Given Bush’s past support for Common Core, Marco Rubio wasn’t buying Bush’s disavowal of support for federal standards. He responded:

Here’s the problem with Common Core: the Department of Education, like every federal agency, will never be satisfied. They will not stop with it being a suggestion, they will turn it into a mandate. . .They will use Common Core or any other requirements that exist nationally to force it down the throats of our people and our states.

Bush countered: “If states want to opt out of Common Core, fine; just make sure your standards are high.”

Informed voters weren’t the only ones confused by this exchange; some experts in education policy seemed confused, as well. Rick Hess, an education scholar at the American Enterprise Institute, told the Washington Examiner:

There’s no real disagreement when Bush and Rubio agree that they’re for high standards for children, Bush says the federal government shouldn’t be involved, and Rubio says curriculum reform is needed at the state and local level.

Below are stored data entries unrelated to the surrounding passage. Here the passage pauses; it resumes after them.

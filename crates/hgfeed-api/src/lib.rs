// hgfeed-api: Async Rust client for the HGSmart pet feeder cloud API

pub mod auth;
pub mod client;
pub mod devices;
pub mod error;
pub mod models;
pub mod schedules;
pub mod transport;

pub use client::{AppCredentials, DEFAULT_BASE_URL, FeederClient};
pub use error::Error;
pub use transport::{TlsMode, TransportConfig};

But a careful reading of the exchange reveals disagreement. Bush said, in effect, that he’ll rely on states to push back against the feds and that they better be sure their standards are good enough. Rubio doesn’t want the feds to be “suggesting” or evaluating standards in the first place.

Furthermore, as Stanley Kurtz shows, the disagreement between Bush and Rubio goes even deeper than this. Sure, Bush says that states can opt out of Common Core. But he has been at the vanguard of a movement to make it very difficult for the states to do so. Kurtz writes:

Bush and his Common Core-supporting allies have been pretending to favor local control for years. Yet Jeb has repeatedly backed the most controversial Obama administration moves to consolidate what amounts to a national curriculum.

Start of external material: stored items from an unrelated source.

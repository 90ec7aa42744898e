//! Device listing and status handlers.

use std::sync::Arc;

use chrono::{NaiveDate, Utc};
use serde::Serialize;
use tabled::Tabled;

use hgfeed_core::{Device, DeviceListing, DeviceStatus, PollOutcome};

use crate::cli::{GlobalOpts, StatusArgs};
use crate::context::CliContext;
use crate::error::CliError;
use crate::output;

use super::util;

// ── Table rows ──────────────────────────────────────────────────────

#[derive(Tabled)]
struct ListingRow {
    #[tabled(rename = "ID")]
    id: String,
    #[tabled(rename = "Name")]
    name: String,
    #[tabled(rename = "Model")]
    model: String,
    #[tabled(rename = "Firmware")]
    firmware: String,
    #[tabled(rename = "State")]
    state: String,
}

fn listing_row(l: &DeviceListing, color: bool) -> ListingRow {
    ListingRow {
        id: l.device_id.to_string(),
        name: l.name.clone(),
        model: l.model.clone(),
        firmware: l.firmware_version.clone().unwrap_or_else(|| "-".into()),
        state: output::online_label(l.online, color),
    }
}

#[derive(Tabled)]
struct StatusRow {
    #[tabled(rename = "ID")]
    id: String,
    #[tabled(rename = "Name")]
    name: String,
    #[tabled(rename = "State")]
    state: String,
    #[tabled(rename = "Food")]
    food: String,
    #[tabled(rename = "Desiccant")]
    desiccant: String,
    #[tabled(rename = "Schedules")]
    schedules: usize,
}

/// A cached device with its sync health.
#[derive(Serialize)]
pub struct StatusView {
    #[serde(flatten)]
    pub device: Arc<Device>,
    pub status: Option<DeviceStatus>,
}

impl StatusView {
    fn online(&self) -> bool {
        self.status.as_ref().map_or(self.device.online, |s| s.online)
    }

    fn stale(&self) -> bool {
        self.status.as_ref().is_some_and(|s| s.stale)
    }
}

fn status_row(v: &StatusView, today: NaiveDate, color: bool) -> StatusRow {
    let mut state = output::online_label(v.online(), color);
    if v.stale() {
        state.push_str(" (stale)");
    }
    StatusRow {
        id: v.device.device_id.to_string(),
        name: v.device.name.clone(),
        state,
        food: output::percent_label(v.device.food_remaining_pct, color),
        desiccant: desiccant_label(&v.device, today),
        schedules: v.device.schedules.len(),
    }
}

fn desiccant_label(d: &Device, today: NaiveDate) -> String {
    match d.desiccant_days_left(today) {
        None => "-".into(),
        Some(days) if days < 0 => format!("overdue {}d", -days),
        Some(days) => format!("{days}d"),
    }
}

/// Multi-line view of one device for table output.
pub fn detail(v: &StatusView, color: bool) -> String {
    let d = &v.device;
    let today = Utc::now().date_naive();
    let mut lines = vec![
        format!("ID:        {}", d.device_id),
        format!("Name:      {}", d.name),
        format!("Model:     {}", d.model),
        format!("Firmware:  {}", d.firmware_version.as_deref().unwrap_or("-")),
        format!("State:     {}", output::online_label(v.online(), color)),
        format!("Food:      {}", output::percent_label(d.food_remaining_pct, color)),
        format!(
            "Desiccant: {}",
            d.desiccant_expiry.map_or_else(
                || "-".into(),
                |date| format!("{date} ({})", desiccant_label(d, today))
            )
        ),
        format!("Portions:  {} per manual feed", d.manual_feed_portions),
    ];
    if let Some(ref status) = v.status {
        lines.push(format!(
            "Synced:    {}{}",
            status.last_success.format("%Y-%m-%d %H:%M:%S UTC"),
            if status.stale {
                format!(" (stale, {} failed polls)", status.consecutive_failures)
            } else {
                String::new()
            }
        ));
    }
    for s in &d.schedules {
        lines.push(format!(
            "Schedule:  #{} {} x{} {}{}",
            s.id,
            s.time_of_day.format("%H:%M"),
            s.portions,
            s.weekday_mask,
            if s.enabled { "" } else { " (disabled)" }
        ));
    }
    lines.join("\n")
}

fn view(ctx: &CliContext, device: Arc<Device>) -> StatusView {
    let status = ctx.session.device_status(&device.device_id);
    StatusView { device, status }
}

// ── Handlers ────────────────────────────────────────────────────────

pub async fn list(ctx: &CliContext, global: &GlobalOpts) -> Result<(), CliError> {
    let listings = ctx.session.list_devices().await?;
    let color = output::should_color(&global.color);
    let out = output::render_list(
        &global.output,
        &listings,
        |l| listing_row(l, color),
        |l| l.device_id.to_string(),
    );
    output::print_output(&out, global.quiet);
    Ok(())
}

pub async fn status(ctx: &CliContext, args: StatusArgs, global: &GlobalOpts) -> Result<(), CliError> {
    let color = output::should_color(&global.color);

    if let Some(ref identifier) = args.device {
        let device_id = util::attach_device(&ctx.session, identifier).await?;
        let outcome = ctx.session.refresh_device(&device_id).await;
        let Ok(device) = ctx.session.cached_state(&device_id) else {
            return Err(CliError::DeviceUnreachable {
                device: device_id.to_string(),
                reason: poll_failure(&outcome),
            });
        };
        let v = view(ctx, device);
        let out = output::render_single(
            &global.output,
            &v,
            |v| detail(v, color),
            |v| v.device.device_id.to_string(),
        );
        output::print_output(&out, global.quiet);
        return Ok(());
    }

    ctx.session.discover().await?;
    ctx.session.refresh_all().await;
    let views: Vec<StatusView> = ctx
        .session
        .devices_snapshot()
        .iter()
        .map(|d| view(ctx, Arc::clone(d)))
        .collect();
    let today = Utc::now().date_naive();
    let out = output::render_list(
        &global.output,
        &views,
        |v| status_row(v, today, color),
        |v| v.device.device_id.to_string(),
    );
    output::print_output(&out, global.quiet);
    Ok(())
}

fn poll_failure(outcome: &PollOutcome) -> String {
    match outcome {
        PollOutcome::Failed {
            consecutive_failures,
            ..
        } => format!("state could not be read ({consecutive_failures} failed polls)"),
        other => format!("no state available ({other:?})"),
    }
}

What are these “controversial moves”?

The Obama administration’s solution has been to offer “Race to the Top” funding to states, or waivers of onerous federal education requirements, on condition that states adopt Common Core. . .The Obama administration has also directly funded two Common Core-aligned national testing consortia and charged them with developing curricular and instructional materials. This means that the federal government has set up and funded third parties to accomplish what it is legally prohibited from doing. . . .

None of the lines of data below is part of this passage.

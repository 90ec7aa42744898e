// ── Feeder domain types ──

use std::fmt;

use chrono::{DateTime, NaiveDate, Utc};
use serde::{Deserialize, Serialize};

use super::schedule::{ScheduleEntry, ScheduleId};

/// Vendor-assigned device identifier.
#[derive(Debug, Clone, PartialEq, Eq, Hash, PartialOrd, Ord, Serialize, Deserialize)]
#[serde(transparent)]
pub struct DeviceId(String);

impl DeviceId {
    pub fn new(id: impl Into<String>) -> Self {
        Self(id.into())
    }

    pub fn as_str(&self) -> &str {
        &self.0
    }
}

impl fmt::Display for DeviceId {
    fn fmt(&self, f: &mut fmt::Formatter<'_>) -> fmt::Result {
        f.write_str(&self.0)
    }
}

impl From<&str> for DeviceId {
    fn from(s: &str) -> Self {
        Self(s.to_owned())
    }
}

impl From<String> for DeviceId {
    fn from(s: String) -> Self {
        Self(s)
    }
}

/// A device as listed on the account, before any state is fetched.
#[derive(Debug, Clone, PartialEq, Eq, Serialize, Deserialize)]
pub struct DeviceListing {
    pub device_id: DeviceId,
    pub name: String,
    pub model: String,
    pub firmware_version: Option<String>,
    pub online: bool,
}

/// Full snapshot of one feeder.
///
/// Built only from confirmed cloud responses, except `manual_feed_portions`,
/// which is a local preference the cloud does not store.
#[derive(Debug, Clone, PartialEq, Eq, Serialize, Deserialize)]
pub struct Device {
    pub device_id: DeviceId,
    pub name: String,
    pub model: String,
    pub firmware_version: Option<String>,
    pub online: bool,
    /// Percent of hopper capacity, as last reported.
    pub food_remaining_pct: Option<u8>,
    /// Date the desiccant pack should be replaced.
    pub desiccant_expiry: Option<NaiveDate>,
    /// Portions dispensed by a manual feed that does not name a count.
    pub manual_feed_portions: u8,
    /// Ordered by time of day.
    pub schedules: Vec<ScheduleEntry>,
}

impl Device {
    /// Days until the desiccant should be replaced, negative when overdue.
    pub fn desiccant_days_left(&self, today: NaiveDate) -> Option<i64> {
        self.desiccant_expiry
            .map(|expiry| expiry.signed_duration_since(today).num_days())
    }

    pub fn schedule(&self, id: &ScheduleId) -> Option<&ScheduleEntry> {
        self.schedules.iter().find(|s| s.id == *id)
    }
}

/// Sync health of one cached device.
#[derive(Debug, Clone, PartialEq, Eq, Serialize)]
pub struct DeviceStatus {
    pub device_id: DeviceId,
    /// Last known connectivity; forced false after repeated poll failures.
    pub online: bool,
    /// The latest poll failed, so the snapshot may be out of date.
    pub stale: bool,
    pub consecutive_failures: u32,
    pub last_success: DateTime<Utc>,
}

Federal carrots and sticks, along with massive infusions of Gates Foundation money, at a moment when state budgets were stressed to the breaking point by the financial crisis, stampeded more than forty states into adopting a completely untested reform, often sight unseen or before the standards themselves had been finalized.

Where did Jeb Bush stand on this? According to Kurtz:

I am sorry to say that Jeb Bush has been a leading supporter and cheerleader of this process from the start, often portraying what was in fact an illegitimate federal power-grab as a sterling example of local control.

In a co-authored 2011 opinion piece making “The Case for Common Educational Standards,” Bush and New York educator Joel Klein deny federal overreach and present the states as voluntarily enrolling in Common Core. They speak of two testing consortia “of the states,” without noting federal financing of these national consortia. Bush and Klein portray a program explicitly designed to create uniform national standards as embodying “the beauty of our federal system.

That’s not all.

The Washington Post recently reported on Jeb’s appearance with Obama in March of 2011 to push the president’s education agenda. Bush’s alliance with the Obama administration on education policy was in fact broad and deep. They differed on school choice, yet were aligned on much else, Common Core above all.

Consider the following 2010 video of an appearance by Obama education Secretary Arne Duncan at Bush’s Foundation for Excellence in Education. Duncan goes on about how many states have adopted Common Core (between 7:10 and 9:50), while repeatedly denying federal responsibility for the change. The Secretary doth protest too much, methinks.

After Duncan’s talk, he and Jeb jointly take questions from the audience. Here it becomes obvious that on education policy, Jeb sees himself as allied with Duncan and Obama—in opposition to local-control-loving conservatives (as well as liberal teachers unions). Jeb’s political solution to attacks on the Common Core is to “push the two groups who are not reform-minded further away from what I think is the mainstream.” (See video between 27:30 and 29:30.)

No wonder Obama operative Dan Pfeiffer tweeted after Thursday’s debate: “When I worked in the White House, we were always grateful to @JebBush for his efforts to help us urge states to adopt Common Core.”

I agree with Kurtz’s conclusion: “Jeb Bush is a candidate of real ability, and a strong conservative in many respects. But obfuscation on Common Core will not suffice.”